Restaurants and nightclubs in the complex include:
- Arkadia Grill
- Blade Sushi
- Bleau Bar
- Chez Bon Bon (coffee and patisserie)
- Fresh (snacks and gelato)
- Glow Bar
- Hakkasan (Cantonese)
- La Côte (bi-level poolside bar and grille)
- Le Rond Food Truck
- LIV Miami
- Mirabella (Coastal Italian)
- Prime 54 (Modern Steakhouse)
- Vida (New American)

==Appearances in media==
The Fontainebleau is a prominent feature in contemporary culture, appearing in numerous movies and television shows, musical lyrics, and nationally televised sporting and other events, including:

===1950s===
- The swimming pool is shown in the 1959 film A Hole in the Head. Tony Manetta (played by Frank Sinatra) attends a party there for businessman and friend Jerry Marks (played by Keenan Wynn).

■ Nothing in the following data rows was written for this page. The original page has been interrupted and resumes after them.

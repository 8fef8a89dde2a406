use std::borrow::Cow;
use std::future::Future;
use std::sync::Arc;
use std::time::Duration;

use askama::Template;
use axum::extract::rejection::FormRejection;
use axum::extract::ws::rejection::WebSocketUpgradeRejection;
use axum::extract::ws::{self, WebSocket};
use axum::extract::{Form, Path, Query, State, WebSocketUpgrade};
use axum::http::header::CONTENT_TYPE;
use axum::http::{Method, StatusCode};
use axum::response::{Html, IntoResponse, Response};
use axum::{
	routing::{delete, get, post},
	Json, Router,
};
use tokio::sync::broadcast::error::RecvError;
use tokio::sync::RwLock;
use tower_http::cors::{AllowOrigin, CorsLayer};
use tower_http::services::ServeDir;
use tower_http::trace::TraceLayer;

use crate::config::Config;
use crate::provider::{SimulatedProvider, UploadProvider};
use crate::store::FileStore;
use crate::stub::{self, ApiRequest, UploadResult};
use crate::task::{Pacing, TaskId, TaskManager, TaskStatus, TaskUpdateReceiver};
use crate::template::{self, Page};

pub const MSG_EMPTY_URL: &str = "Please paste a valid video URL.";
pub const MSG_URL_UPLOADED: &str = "Remote upload successful! Links generated.";
pub const MSG_URL_UPLOAD_FAILED: &str = "Remote upload failed due to an unknown error.";
pub const MSG_NO_FILE: &str = "Please select a file to upload.";

pub struct AppState<P> {
	pub files: Arc<RwLock<FileStore>>,
	pub provider: Arc<P>,
	pub task_manager: Arc<TaskManager>,
}

// derive(Clone) would require P: Clone
impl<P> Clone for AppState<P> {
	fn clone(&self) -> Self {
		Self {
			files: self.files.clone(),
			provider: self.provider.clone(),
			task_manager: self.task_manager.clone(),
		}
	}
}

impl<P: UploadProvider> AppState<P> {
	pub fn new(files: FileStore, provider: P, pacing: Pacing) -> Self {
		Self {
			files: Arc::new(RwLock::new(files)),
			provider: Arc::new(provider),
			task_manager: Arc::new(TaskManager::new(pacing)),
		}
	}
}

impl AppState<SimulatedProvider> {
	/// State the server starts with: sample files and the simulated provider.
	pub fn from_config(config: &Config) -> Self {
		Self::new(
			FileStore::seeded(),
			SimulatedProvider::new(config.upload_delay()),
			Pacing { tick: config.progress_tick(), finish_delay: config.progress_finish_delay() },
		)
	}
}

/// All routes of the dashboard. Requests that match nothing are served from `web_root`.
pub fn router<P: UploadProvider>(state: AppState<P>, config: &Config) -> Router {
	let api_route = post(api::<P>).fallback(api_invalid_method);

	Router::new()
		.route("/", get(index))
		.route("/pages/:page", get(page::<P>))
		.route("/files", get(list_files::<P>))
		.route("/files/rows", get(file_rows::<P>))
		.route("/files/:id", delete(delete_file::<P>))
		.route("/upload/url", post(upload_url::<P>))
		.route("/upload/local", post(upload_local::<P>))
		.route("/upload/local/status", get(local_status::<P>))
		.route("/upload/local/ws", get(local_status_ws::<P>))
		.route("/api", api_route.clone())
		.route("/api.php", api_route)
		.route("/player", get(player))
		.route("/player.html", get(player))
		.fallback_service(ServeDir::new(&config.web_root))
		.with_state(state)
		.layer(TraceLayer::new_for_http())
		.layer(
			CorsLayer::new()
				.allow_origin(AllowOrigin::any())
				.allow_methods([Method::GET, Method::POST, Method::OPTIONS])
				.allow_headers([CONTENT_TYPE]),
		)
}

pub async fn initialize_server(config: Config) {
	let app_state = AppState::from_config(&config);
	let router = router(app_state, &config);
	let addr = config.socket_addr();

	match &config.tls {
		Some(tls) => {
			let rustls_config =
				match axum_server::tls_rustls::RustlsConfig::from_pem_file(&tls.cert, &tls.key)
					.await
				{
					Ok(x) => x,
					Err(err) => {
						tracing::error!("Failed to load tls certificate: {}", err);
						return;
					}
				};
			tracing::info!("Started server on https://{}", addr);
			if let Err(err) = axum_server::bind_rustls(addr, rustls_config)
				.serve(router.into_make_service())
				.await
			{
				tracing::error!("Server error: {}", err);
			}
		}
		None => {
			let server = match axum::Server::try_bind(&addr) {
				Ok(x) => x,
				Err(err) => {
					tracing::error!("Failed to bind {}: {}", addr, err);
					return;
				}
			};
			tracing::info!("Started server on http://{}", addr);
			if let Err(err) = server
				.serve(router.into_make_service())
				.with_graceful_shutdown(shutdown_signal())
				.await
			{
				tracing::error!("Server error: {}", err);
			}
		}
	}
}

async fn shutdown_signal() {
	if let Err(err) = tokio::signal::ctrl_c().await {
		tracing::error!("Failed to listen for ctrl-c: {}", err);
		std::future::pending::<()>().await;
	}
	tracing::info!("Shutting down");
}

enum EndpointResult<T: IntoResponse> {
	Ok(T),
	Accepted(T),
	Err(StatusCode, Option<Cow<'static, str>>),
}

impl<T: IntoResponse> IntoResponse for EndpointResult<T> {
	fn into_response(self) -> axum::response::Response {
		match self {
			Self::Ok(t) => t.into_response(),
			Self::Accepted(r) => (StatusCode::ACCEPTED, r).into_response(),
			Self::Err(code, msg) => (code, msg.unwrap_or_default()).into_response(),
		}
	}
}

/// Renders a template, logging and mapping failures to a 500.
fn render<T: Template>(template: &T) -> EndpointResult<Html<String>> {
	match template.render() {
		Ok(html) => EndpointResult::Ok(Html(html)),
		Err(err) => {
			tracing::error!("Failed to render template: {}", err);
			EndpointResult::Err(StatusCode::INTERNAL_SERVER_ERROR, None)
		}
	}
}

/// Inline error shown in place of a partial that can't be loaded.
fn load_error(status: StatusCode, page: &str) -> Response {
	let body = template::LoadError { page }.render().unwrap_or_default();
	(status, Html(body)).into_response()
}

async fn index() -> impl IntoResponse {
	template::Index::new()
}

async fn page<P: UploadProvider>(
	State(state): State<AppState<P>>,
	Path(name): Path<String>,
) -> Response {
	let Some(page) = Page::from_path(&name) else {
		tracing::debug!("unknown page {name:?}");
		let name = name.strip_suffix(".html").unwrap_or(&name);
		return load_error(StatusCode::NOT_FOUND, name);
	};

	let rendered = page.render(&*state.files.read().await);
	match rendered {
		Ok(html) => Html(html).into_response(),
		Err(err) => {
			tracing::error!("Failed to render {page}: {}", err);
			load_error(StatusCode::INTERNAL_SERVER_ERROR, &page.to_string())
		}
	}
}

async fn list_files<P: UploadProvider>(State(state): State<AppState<P>>) -> impl IntoResponse {
	Json(state.files.read().await.records().to_vec())
}

async fn file_rows<P: UploadProvider>(
	State(state): State<AppState<P>>,
) -> EndpointResult<Html<String>> {
	let files = state.files.read().await;
	render(&template::FileRows { files: files.records() })
}

/// Deletes a file and returns the re-rendered table rows.
async fn delete_file<P: UploadProvider>(
	State(state): State<AppState<P>>,
	Path(id): Path<String>,
) -> Response {
	let mut files = state.files.write().await;
	let removed = files.remove(&id);
	let rows = render(&template::FileRows { files: files.records() });

	match removed {
		Some(file) => {
			tracing::info!("deleted file {} ({:?})", id, file.name);
			rows.into_response()
		}
		None => {
			tracing::debug!("no file with id {id:?} to delete");
			(StatusCode::NOT_FOUND, rows).into_response()
		}
	}
}

#[derive(serde::Deserialize)]
struct UrlUploadForm {
	#[serde(default)]
	video_url: String,
}

/// Submit a url from the upload form.
///
/// Responds with the markup for the message and link list shown under the form.
/// Successful uploads are added to the file manager.
async fn upload_url<P: UploadProvider>(
	State(state): State<AppState<P>>,
	form: Result<Form<UrlUploadForm>, FormRejection>,
) -> EndpointResult<Html<String>> {
	let video_url = match &form {
		Ok(Form(form)) => form.video_url.trim(),
		Err(err) => {
			tracing::debug!("bad upload form: {}", err);
			""
		}
	};

	if video_url.is_empty() {
		return render(&template::UploadOutcome::failed(MSG_EMPTY_URL));
	}

	let result = stub::url_upload(&*state.provider, video_url).await;

	let outcome = match result {
		UploadResult { success: true, links: Some(links), .. } => {
			let record = state.files.write().await.push_remote(video_url, &links.rpm_share);
			tracing::info!("added file {} ({:?})", record.id, record.name);
			template::UploadOutcome::uploaded(MSG_URL_UPLOADED, &links)
		}
		UploadResult { message, .. } if !message.is_empty() => {
			template::UploadOutcome::failed(message)
		}
		_ => template::UploadOutcome::failed(MSG_URL_UPLOAD_FAILED),
	};

	render(&outcome)
}

#[derive(serde::Deserialize)]
struct LocalUploadForm {
	#[serde(default)]
	file_name: String,
}

/// Start a simulated upload of a local file.
///
/// Returns the id of the simulation, which the client may later query.
async fn upload_local<P: UploadProvider>(
	State(state): State<AppState<P>>,
	form: Result<Form<LocalUploadForm>, FormRejection>,
) -> EndpointResult<String> {
	let file_name = match form {
		Ok(Form(LocalUploadForm { file_name })) if !file_name.trim().is_empty() => file_name,
		_ => return EndpointResult::Err(StatusCode::BAD_REQUEST, Some(MSG_NO_FILE.into())),
	};

	let task_id = state.task_manager.new_task(file_name).await;
	EndpointResult::Accepted(task_id.to_string())
}

#[derive(serde::Deserialize)]
struct TaskStatusQuery {
	t: TaskId,
}

async fn local_status<P: UploadProvider>(
	State(state): State<AppState<P>>,
	Query(TaskStatusQuery { t }): Query<TaskStatusQuery>,
) -> EndpointResult<Json<TaskStatus>> {
	let Some(task) = state.task_manager.get_task(t).await else {
		return EndpointResult::Err(StatusCode::NOT_FOUND, Some("task not found".into()));
	};

	EndpointResult::Ok(Json(task.last_status().await))
}

async fn local_status_ws<P: UploadProvider>(
	ws: Result<WebSocketUpgrade, WebSocketUpgradeRejection>,
	State(state): State<AppState<P>>,
	Query(TaskStatusQuery { t }): Query<TaskStatusQuery>,
) -> EndpointResult<Response> {
	// reject upgrade if no task found
	// subscribe before reading the status so no update falls in between
	let (rx, current) = match state.task_manager.get_task(t).await {
		Some(task) => {
			let rx = task.subscribe();
			(rx, task.last_status().await)
		}
		None => {
			tracing::info!("ws upgrade rejected: task not found");
			return EndpointResult::Err(StatusCode::NOT_FOUND, None);
		}
	};

	let ws = match ws {
		Ok(x) => x,
		Err(err) => {
			tracing::info!("ws upgrade rejected: {}", err);
			return EndpointResult::Err(err.status(), None);
		}
	};

	EndpointResult::Ok(
		ws.on_failed_upgrade(|_| tracing::info!("ws upgrade failed"))
			.on_upgrade(move |ws| ws_handler(ws, t, current, rx)),
	)
}

async fn ws_handler(
	mut ws: WebSocket,
	target_task: TaskId,
	current: TaskStatus,
	mut task_rx: TaskUpdateReceiver,
) {
	tracing::debug!("ws connected for {target_task}");

	if forward_status(&mut ws, target_task, current, &mut task_rx).await {
		// give axum time to flush the socket
		tokio::time::sleep(Duration::from_millis(500)).await;
	}

	let _ = ws.close().await;
}

/// Where [`forward_status`] writes status updates to.
trait StatusSink {
	fn send_status(
		&mut self,
		status: &TaskStatus,
	) -> impl Future<Output = Result<(), axum::Error>> + Send;
}

impl StatusSink for WebSocket {
	fn send_status(
		&mut self,
		status: &TaskStatus,
	) -> impl Future<Output = Result<(), axum::Error>> + Send {
		let text = serde_json::to_string(status);
		async move {
			let text = text.map_err(axum::Error::new)?;
			self.send(ws::Message::Text(text)).await
		}
	}
}

/// Sends `current`, then every update from `task_rx` until the task completes.
///
/// Returns `true` once the completed status was sent, `false` if the sink or
/// the channel went away first.
async fn forward_status<S: StatusSink>(
	sink: &mut S,
	target_task: TaskId,
	current: TaskStatus,
	task_rx: &mut TaskUpdateReceiver,
) -> bool {
	let mut status = current;
	loop {
		if let Err(x) = sink.send_status(&status).await {
			tracing::info!("failed to send ws message for {target_task}: {x:?}");
			return false;
		}

		if status.is_completed() {
			return true;
		}

		status = loop {
			match task_rx.recv().await {
				Ok((_, next)) => break next,
				Err(RecvError::Closed) => {
					tracing::warn!("tx closed for {target_task}");
					return false;
				}
				// skipped updates are fine, the next one supersedes them
				Err(RecvError::Lagged(n)) => {
					tracing::warn!("rx lagged by {n} for {target_task}");
				}
			}
		};
	}
}

/// The upload endpoint. Always answers 200 with an [`UploadResult`].
async fn api<P: UploadProvider>(
	State(state): State<AppState<P>>,
	form: Result<Form<ApiRequest>, FormRejection>,
) -> Json<UploadResult> {
	let request = match form {
		Ok(Form(request)) => request,
		Err(err) => {
			tracing::debug!("bad api request: {}", err);
			return Json(UploadResult::invalid_request());
		}
	};

	Json(stub::handle(&*state.provider, request).await)
}

async fn api_invalid_method() -> Json<UploadResult> {
	Json(UploadResult::invalid_request())
}

#[derive(serde::Deserialize)]
struct PlayerQuery {
	video: Option<String>,
}

async fn player(query: Option<Query<PlayerQuery>>) -> impl IntoResponse {
	template::Player::new(query.and_then(|Query(x)| x.video))
}
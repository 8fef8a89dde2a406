use tracing_appender::non_blocking::WorkerGuard;
use tracing_subscriber::{fmt, prelude::*, EnvFilter};

use crate::config::Config;

const LOG_FILE_PREFIX: &str = "multihost.log";

/// Installs the global subscriber: stdout plus a daily log file in `log_file_root`.
///
/// `RUST_LOG` overrides the configured level.
/// The returned guard flushes the file writer when dropped, keep it alive in main.
pub fn init(config: &Config) -> Result<WorkerGuard, tracing_subscriber::util::TryInitError> {
	let level: tracing::Level = config.log_level.into();
	let env_filter = EnvFilter::try_from_default_env()
		.unwrap_or_else(|_| EnvFilter::new(default_directives(level)));

	let file_appender = tracing_appender::rolling::daily(&config.log_file_root, LOG_FILE_PREFIX);
	let (file_writer, guard) = tracing_appender::non_blocking(file_appender);

	tracing_subscriber::registry()
		.with(env_filter)
		.with(fmt::layer().with_target(false))
		.with(fmt::layer().with_ansi(false).with_writer(file_writer))
		.try_init()?;

	Ok(guard)
}

/// Our own crate at the configured level, dependencies one notch quieter.
fn default_directives(level: tracing::Level) -> String {
	let level = level.as_str().to_ascii_lowercase();
	format!("warn,multihost={level},tower_http={level}")
}

#[cfg(test)]
mod tests {
	use super::*;

	#[test]
	fn directives_use_configured_level() {
		assert_eq!(
			default_directives(tracing::Level::DEBUG),
			"warn,multihost=debug,tower_http=debug"
		);
		assert!(EnvFilter::try_new(default_directives(tracing::Level::INFO)).is_ok());
	}
}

Miami Mayor Robert King High had a cameo during the gala scene.

===1960s===
- The Fontainebleau is featured in the 1964 James Bond film Goldfinger, in the sweeping aerial shot that follows the opening credits and accompanies composer John Barry's big-band track "Into Miami". It is the hotel where Jill Masterson (played by Shirley Eaton) is murdered by the titular villain's henchman Oddjob (played by Harold Sakata).
- The hotel is repeatedly mentioned by Allan Sherman in his 1962 comedy song, "The Streets of Miami".
- The Fontainebleau is depicted in the 1960–1962 television series Surfside 6 about two detectives living and working aboard a houseboat moored directly across the street from the hotel. Supporting character Cha Cha O'Brien was an entertainer who worked at The Boom Boom Room in the hotel. Only establishing shots of the hotel were used; the series was filmed entirely at Warner Bros. studios in Burbank, California.
- In March 1960, Frank Sinatra videotaped an ABC television special at the hotel, The Frank Sinatra Timex Show: Welcome Home Elvis, as part of his regular Timex-sponsored series to welcome back Elvis Presley following his two-year military service in West Germany. Broadcast on May 12, 1960, Nielsen reported a 41.5% rating and 67.7% share, with an audience at 50 million, making it the top-rated show of the year and Sinatra's top-rated television appearance of his 21-year career (1960–1981).
- The hotel was the setting for Jerry Lewis's 1960 comedy film, The Bellboy.

===1970s===
- On January 29, 1977, boxer Roberto Durán retained his WBA world Lightweight title with a 13th-round knockout over Vilomar Fernandez in a bout that was televised live by CBS from the hotel.
- The Fontainebleau is the title subject of a song written by Neil Young and performed by the Stills-Young Band on their 1976 album Long May You Run, which was recorded at the hotel.

===1980s===
- The Fontainebleau is one of the primary settings for the 1988 comedy sequel Police Academy 5: Assignment Miami Beach with the film's characters staying there during the movie and many of the film's scenes filmed there.
- The Fontainebleau acts as the unmentioned location for a widely popular scene in 1983's Scarface where Manny, played by Steven Bauer, gets slapped in the face after trying to win over a girl by sticking out his tongue to her.

===1990s===
- The Fontainebleau is featured in the 1992 film The Bodyguard starring Whitney Houston. Also in 1992, the hotel appears in final scene of The Specialist, an action film starring Sylvester Stallone and Sharon Stone.

===21st century===
- In 2019, the Fontainebleau appears in the third season of the Amazon TV series The Marvelous Mrs. Maisel in a scene in which Midge Maisel (played by Rachel Brosnahan) and Susie Myerson (played by Alex Borstein) stay at the resort while on tour with Shy Baldwin. In one scene, Midge is shown descending the grand staircase in the ornate lobby.
- Also in 2019, the Fontainebleau, billed as the Riviera Grand Hotel, was the setting for the pilot of the Grand Hotel TV series pilot. After the pilot was filmed and ABC picked up a full order of episodes, the cast and crew headed to Los Angeles, where a mini-replica of the Fontainebleau was constructed. The exterior shots shown throughout the season are actually the real Fontainebleau.
- The Fontainebleau appears in the Season 4 episode of The Sopranos titled "Calling All Cars", which first aired on November 24, 2002.

==Pronunciation==
The local pronunciation of the hotel's name is the Anglicized "fountain blue" rather than the normal French pronunciation of the word as Fontenn-blow.